*Description of the task*
Write only how many lines in this data include "phrase".

+++ Data for review

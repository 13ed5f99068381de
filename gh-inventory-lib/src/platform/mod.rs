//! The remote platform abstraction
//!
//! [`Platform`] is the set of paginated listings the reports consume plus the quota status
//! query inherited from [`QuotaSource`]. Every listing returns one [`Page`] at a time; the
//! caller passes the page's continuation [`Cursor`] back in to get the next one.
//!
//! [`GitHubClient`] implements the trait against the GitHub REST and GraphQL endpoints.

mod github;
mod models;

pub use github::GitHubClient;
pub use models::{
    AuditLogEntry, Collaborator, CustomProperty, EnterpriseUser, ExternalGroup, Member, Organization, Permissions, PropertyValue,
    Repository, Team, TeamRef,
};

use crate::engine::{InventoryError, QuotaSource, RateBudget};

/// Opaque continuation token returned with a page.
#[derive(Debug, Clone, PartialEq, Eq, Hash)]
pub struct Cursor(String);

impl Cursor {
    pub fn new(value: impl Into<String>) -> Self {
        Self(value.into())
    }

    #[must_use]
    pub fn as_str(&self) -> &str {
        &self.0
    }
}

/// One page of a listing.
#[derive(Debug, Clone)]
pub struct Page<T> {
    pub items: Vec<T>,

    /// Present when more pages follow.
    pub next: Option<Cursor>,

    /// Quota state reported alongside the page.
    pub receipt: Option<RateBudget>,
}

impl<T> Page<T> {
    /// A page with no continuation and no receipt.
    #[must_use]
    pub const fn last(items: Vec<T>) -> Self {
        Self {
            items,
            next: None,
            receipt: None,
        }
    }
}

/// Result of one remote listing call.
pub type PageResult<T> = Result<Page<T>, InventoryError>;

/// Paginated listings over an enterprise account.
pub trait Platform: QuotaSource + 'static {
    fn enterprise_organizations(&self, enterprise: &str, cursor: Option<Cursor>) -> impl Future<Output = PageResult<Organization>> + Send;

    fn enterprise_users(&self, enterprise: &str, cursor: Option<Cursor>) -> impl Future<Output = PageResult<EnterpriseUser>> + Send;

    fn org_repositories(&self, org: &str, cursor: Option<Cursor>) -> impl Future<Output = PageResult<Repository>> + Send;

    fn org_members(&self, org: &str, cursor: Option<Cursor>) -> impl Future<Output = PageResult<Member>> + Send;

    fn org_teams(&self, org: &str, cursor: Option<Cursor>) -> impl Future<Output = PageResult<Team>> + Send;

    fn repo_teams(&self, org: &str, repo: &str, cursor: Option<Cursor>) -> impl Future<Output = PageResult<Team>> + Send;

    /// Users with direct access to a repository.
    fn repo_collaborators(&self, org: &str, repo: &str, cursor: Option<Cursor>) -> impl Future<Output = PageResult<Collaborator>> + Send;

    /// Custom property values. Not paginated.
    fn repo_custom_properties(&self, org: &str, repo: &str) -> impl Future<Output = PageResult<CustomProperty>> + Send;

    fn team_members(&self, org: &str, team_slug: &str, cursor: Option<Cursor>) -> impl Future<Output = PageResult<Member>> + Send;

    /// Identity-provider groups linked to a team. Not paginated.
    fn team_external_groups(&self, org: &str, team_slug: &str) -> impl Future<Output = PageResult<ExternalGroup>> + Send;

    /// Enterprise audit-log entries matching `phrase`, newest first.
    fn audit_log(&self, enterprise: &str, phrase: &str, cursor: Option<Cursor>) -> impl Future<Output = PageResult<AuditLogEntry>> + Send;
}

++++++

*Solution to the problem*
2